The mid-1980s, and specifically 1984, have long seemed to me like some sort of pinnacle for pop music in general, and the videos from this time were pretty much all memorable. From Michael Jackson’s light-up sidewalk in the video for “Billie Jean”, to Madonna’s interracial romance and brief modeling gig in the video for the bouncy “Borderline”, to Tina Turner’s iconic fishnets and leather mini-skirt (I had thought then that she was a new artist!), to anything Cyndi Lauper acted out, I would be positively transfixed while watching music videos at Raul’s house. I can even remember him sometimes trying to say something to me while I was watching, and I’d respond along the lines of, “Shut up for a minute…I’m trying to watch this.” Thinking about it now, I’m actually surprised he never asked me to leave. It’s possible that he did and I simply didn’t hear him, lost as I was in the magic of what I was watching and hearing in their TV room in the basement.
To be clear, I did not use Raul just to watch cable. He and I discussed this (amid gut laughter) a couple of summers ago, which was the last time he and I got to hang out. It’s just that the music of that time, the personal styles of the artists, and the images in their videos all left an indelible impression on me and instilled a hunger for all I could absorb. Duran Duran was a big part of that. “The Reflex” was one of the very first music videos I had ever seen. While that video was mainly of a concert performance and not all that memorable, it was the “gateway drug” to the rest of their canon of hits and videos, my favorite of which was probably “Hungry Like The Wolf”.
They had been out of the limelight for about four years before the release of one of many of their career “comeback” albums, 2004’s Astronaut, which was special in that it was a reunion of all five original members: Simon LeBon, Nick Rhodes, Andy Taylor, John Taylor, and Roger Taylor (none of whom were related). The first single, “(Reach Up For The) Sunrise”, seemed like a thrilling update of their ’80s new wave sound. One track from that album that I had on repeat for a while, however, was not released as a single: “Taste The Summer”. Maybe it was also because that time of my life seemed really exciting, as I had somewhat recently relocated to Chicago within a couple years of this album’s release. “Taste The Summer” found itself on multiple mix-CDs (remember those?) I would make both for myself and my friends. It’s still my jam.

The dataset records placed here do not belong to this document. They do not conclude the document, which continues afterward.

//! Input Field Components
//!
//! Labelled text input and textarea for the contact form.

use std::sync::atomic::{AtomicU32, Ordering};

use dioxus::prelude::*;

/// Properties for the Input component
#[derive(Clone, PartialEq, Props)]
pub struct InputProps {
    /// Current input value
    pub value: String,
    /// Handler called when input changes
    pub oninput: EventHandler<String>,
    /// Form field name
    pub name: String,
    #[props(default)]
    pub placeholder: Option<String>,
    #[props(default)]
    pub label: Option<String>,
    /// Input type (text, email, ...)
    #[props(default = "text".to_string())]
    pub input_type: String,
    #[props(default = false)]
    pub required: bool,
    #[props(default = false)]
    pub disabled: bool,
    /// Optional ID for label association
    #[props(default)]
    pub id: Option<String>,
}

/// Single-line text input
///
/// # Example
///
/// ```rust,ignore
/// let mut email = use_signal(String::new);
///
/// rsx! {
///     Input {
///         name: "email".to_string(),
///         input_type: "email".to_string(),
///         value: email(),
///         oninput: move |s| email.set(s),
///         label: "Email".to_string(),
///         required: true,
///     }
/// }
/// ```
#[component]
pub fn Input(props: InputProps) -> Element {
    let id = props.id.clone().unwrap_or_else(|| next_id("input"));

    rsx! {
        div { class: "form-field",
            if let Some(label) = &props.label {
                label { class: "input-label", r#for: "{id}", "{label}" }
            }
            input {
                id: "{id}",
                class: "input-field",
                name: "{props.name}",
                r#type: "{props.input_type}",
                value: "{props.value}",
                placeholder: props.placeholder.as_deref().unwrap_or(""),
                required: props.required,
                disabled: props.disabled,
                oninput: move |e| props.oninput.call(e.value()),
            }
        }
    }
}

/// Properties for the TextArea component
#[derive(Clone, PartialEq, Props)]
pub struct TextAreaProps {
    pub value: String,
    pub oninput: EventHandler<String>,
    pub name: String,
    #[props(default)]
    pub placeholder: Option<String>,
    #[props(default)]
    pub label: Option<String>,
    /// Number of visible rows
    #[props(default = 5)]
    pub rows: u32,
    #[props(default = false)]
    pub required: bool,
    #[props(default = false)]
    pub disabled: bool,
    #[props(default)]
    pub id: Option<String>,
}

/// Multi-line text input
#[component]
pub fn TextArea(props: TextAreaProps) -> Element {
    let id = props.id.clone().unwrap_or_else(|| next_id("textarea"));

    rsx! {
        div { class: "form-field",
            if let Some(label) = &props.label {
                label { class: "input-label", r#for: "{id}", "{label}" }
            }
            textarea {
                id: "{id}",
                class: "input-field textarea",
                name: "{props.name}",
                rows: "{props.rows}",
                placeholder: props.placeholder.as_deref().unwrap_or(""),
                required: props.required,
                disabled: props.disabled,
                value: "{props.value}",
                oninput: move |e| props.oninput.call(e.value()),
            }
        }
    }
}

/// Unique element id for label association
fn next_id(prefix: &str) -> String {
    static NEXT: AtomicU32 = AtomicU32::new(1);
    format!("{prefix}-{}", NEXT.fetch_add(1, Ordering::Relaxed))
}

#[cfg(test)]
mod tests {
    use super::*;

    #[test]
    fn generated_ids_are_unique() {
        let a = next_id("input");
        let b = next_id("input");
        assert_ne!(a, b);
        assert!(a.starts_with("input-"));
    }
}
//! Core types for Folio

use std::fmt;
use std::str::FromStr;

use serde::{Deserialize, Serialize};

use crate::error::{FolioError, FolioResult};

/// Identifier of a navigable page section
///
/// Stored without the leading `#`. The set of sections and their order
/// come from the content feed and never change after load.
#[derive(Debug, Clone, PartialEq, Eq, Hash, PartialOrd, Ord, Serialize, Deserialize)]
#[serde(try_from = "String", into = "String")]
pub struct SectionId(String);

impl SectionId {
    /// Parse a section id from `"about"` or `"#about"`
    pub fn parse(raw: &str) -> FolioResult<Self> {
        let id = raw.trim().trim_start_matches('#');
        if id.is_empty() || id.chars().any(char::is_whitespace) {
            return Err(FolioError::InvalidSection(raw.to_string()));
        }
        Ok(Self(id.to_string()))
    }

    /// The bare id, e.g. `about`
    pub fn as_str(&self) -> &str {
        &self.0
    }

    /// The fragment anchor, e.g. `#about`
    pub fn anchor(&self) -> String {
        format!("#{}", self.0)
    }
}

impl FromStr for SectionId {
    type Err = FolioError;

    fn from_str(s: &str) -> Result<Self, Self::Err> {
        Self::parse(s)
    }
}

impl TryFrom<String> for SectionId {
    type Error = FolioError;

    fn try_from(value: String) -> Result<Self, Self::Error> {
        Self::parse(&value)
    }
}

impl From<SectionId> for String {
    fn from(id: SectionId) -> Self {
        id.0
    }
}

impl fmt::Display for SectionId {
    fn fmt(&self, f: &mut fmt::Formatter<'_>) -> fmt::Result {
        f.write_str(&self.0)
    }
}

/// Visible area of the page in CSS pixels
#[derive(Debug, Clone, Copy, PartialEq, Serialize, Deserialize)]
pub struct ViewportSize {
    pub width: f64,
    pub height: f64,
}

impl ViewportSize {
    /// Returns `None` unless both dimensions are positive and finite
    pub fn new(width: f64, height: f64) -> Option<Self> {
        let usable = |v: f64| v.is_finite() && v > 0.0;
        (usable(width) && usable(height)).then_some(Self { width, height })
    }

    /// Narrow viewports get the drawer menu instead of inline links
    pub fn is_narrow(&self, breakpoint: f64) -> bool {
        self.width < breakpoint
    }

    /// Clamp a point into `[0, width] x [0, height]`
    pub fn clamp(&self, point: Point) -> Point {
        Point {
            x: point.x.clamp(0.0, self.width),
            y: point.y.clamp(0.0, self.height),
        }
    }

    pub fn center(&self) -> Point {
        Point {
            x: self.width / 2.0,
            y: self.height / 2.0,
        }
    }
}

/// A position in viewport coordinates
#[derive(Debug, Clone, Copy, PartialEq, Default, Serialize, Deserialize)]
pub struct Point {
    pub x: f64,
    pub y: f64,
}

impl Point {
    pub fn new(x: f64, y: f64) -> Self {
        Self { x, y }
    }
}

/// A translation expressed as a fraction of the viewport size
#[derive(Debug, Clone, Copy, PartialEq, Default, Serialize, Deserialize)]
pub struct Offset {
    pub dx: f64,
    pub dy: f64,
}

impl Offset {
    /// Render as a CSS `translate(x%, y%)` value
    pub fn to_css_translate(&self) -> String {
        format!(
            "translate({:.3}%, {:.3}%)",
            self.dx * 100.0,
            self.dy * 100.0
        )
    }
}

/// Direction of the most recent non-zero scroll movement
#[derive(Debug, Clone, Copy, PartialEq, Eq, Default, Serialize, Deserialize)]
pub enum ScrollDirection {
    Up,
    #[default]
    Down,
}

#[cfg(test)]
mod tests {
    use super::*;

    #[test]
    fn section_id_strips_hash() {
        let a = SectionId::parse("#about").unwrap();
        let b = SectionId::parse("about").unwrap();
        assert_eq!(a, b);
        assert_eq!(a.as_str(), "about");
        assert_eq!(a.anchor(), "#about");
    }

    #[test]
    fn section_id_rejects_empty() {
        assert!(matches!(
            SectionId::parse("#"),
            Err(FolioError::InvalidSection(_))
        ));
        assert!(SectionId::parse("   ").is_err());
        assert!(SectionId::parse("two words").is_err());
    }

    #[test]
    fn section_id_serde_uses_plain_string() {
        let id: SectionId = serde_json::from_str("\"#tech\"").unwrap();
        assert_eq!(id.as_str(), "tech");
        assert_eq!(serde_json::to_string(&id).unwrap(), "\"tech\"");
        assert!(serde_json::from_str::<SectionId>("\"\"").is_err());
    }

    #[test]
    fn viewport_requires_positive_dimensions() {
        assert!(ViewportSize::new(0.0, 800.0).is_none());
        assert!(ViewportSize::new(1024.0, f64::NAN).is_none());
        let vp = ViewportSize::new(1024.0, 768.0).unwrap();
        assert!(!vp.is_narrow(768.0));
        assert!(ViewportSize::new(480.0, 800.0).unwrap().is_narrow(768.0));
    }

    #[test]
    fn viewport_clamps_points() {
        let vp = ViewportSize::new(100.0, 50.0).unwrap();
        assert_eq!(vp.clamp(Point::new(-5.0, 70.0)), Point::new(0.0, 50.0));
        assert_eq!(vp.center(), Point::new(50.0, 25.0));
    }

    #[test]
    fn offset_renders_percent() {
        let offset = Offset { dx: 0.1, dy: -0.05 };
        assert_eq!(offset.to_css_translate(), "translate(10.000%, -5.000%)");
    }
}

The Pontiac Solstice holds more than a few parallels in my mind to this chapter of Duran Duran’s recording history. When it first arrived in 2005 as an ’06 model, I thought it was positively stunning. This two-seater is the kind of car I had often told myself I might be able to own once I no longer needed the utility of a hatchback or even a back seat, both of which were indispensable during my college years. I had taken notice when Pontiac’s image had seemed to start to flounder around the mid-’90s with criticism of its widespread use of plastic body cladding, which was considered tacky. To me, this feature was one of Pontiac’s calling cards and one of its most identifiable traits to a kid who grew up in the ’80s, along with its split front grille. It was like criticizing Kenny G. for having too much hair, or criticizing George Hamilton for being too tan. This seemed like an unfair criticism of an easy target and obvious identity trait.
Like the reunion of Duran Duran’s original lineup, the introduction of the Solstice seemed to solidify that Pontiac was here to stay, and its arrival also sparked hope in me that more exciting products were on the way. Pontiac had long been one of my favorite divisions of GM, as well a favorite make in its own right, marketed as it was toward youth with the proclamation that they built “excitement”! It didn’t even matter so much to me that this model’s cousin, the Sky, was for sale over at Saturn. The two cars looked differentiated enough from each other to have identities as separate from one another as could be the case for two cars based on the same GM Kappa platform. In fact, the other two variants, the Opel GT and Daewoo G2X, looked just like the Saturn Sky, while the Pontiac Solstice had the most unique appearance with styling not shared with the other cars. Its name also seemed like a stroke of genius, with thoughts of the summer solstice jelling perfectly with the appearance of this sleek, two-seat convertible.
It wasn’t long before reviews surfaced that were less than stellar, for both the Solstice and Astronaut. After what had seemed like strong initial interest in the United States for Duran Duran’s eleventh studio album, which was their first top-20 hit on the Billboard 200 album chart (No. 17) in over a decade, and after the relatively low chart peak of “Sunrise” on the Hot 100 singles chart (No. 89), the album sort of came and went. It didn’t even go RIAA Gold in the U.S., selling only around 260,000 copies in the U.S., to date.
The Pontiac was cited as being a bit too large and heavy to instill the kind of spirited driving that other vehicles of its type, like the Mazda MX-5 Miata, were capable of. With a curb weight of about 2,900 pounds, it was powered by a 2.4L four-cylinder engine with 173 horsepower. By contrast, the same-year Miata weighed about 400 pounds less and gave up very little in horsepower, with 166 hp coming from its 2.0L four-cylinder.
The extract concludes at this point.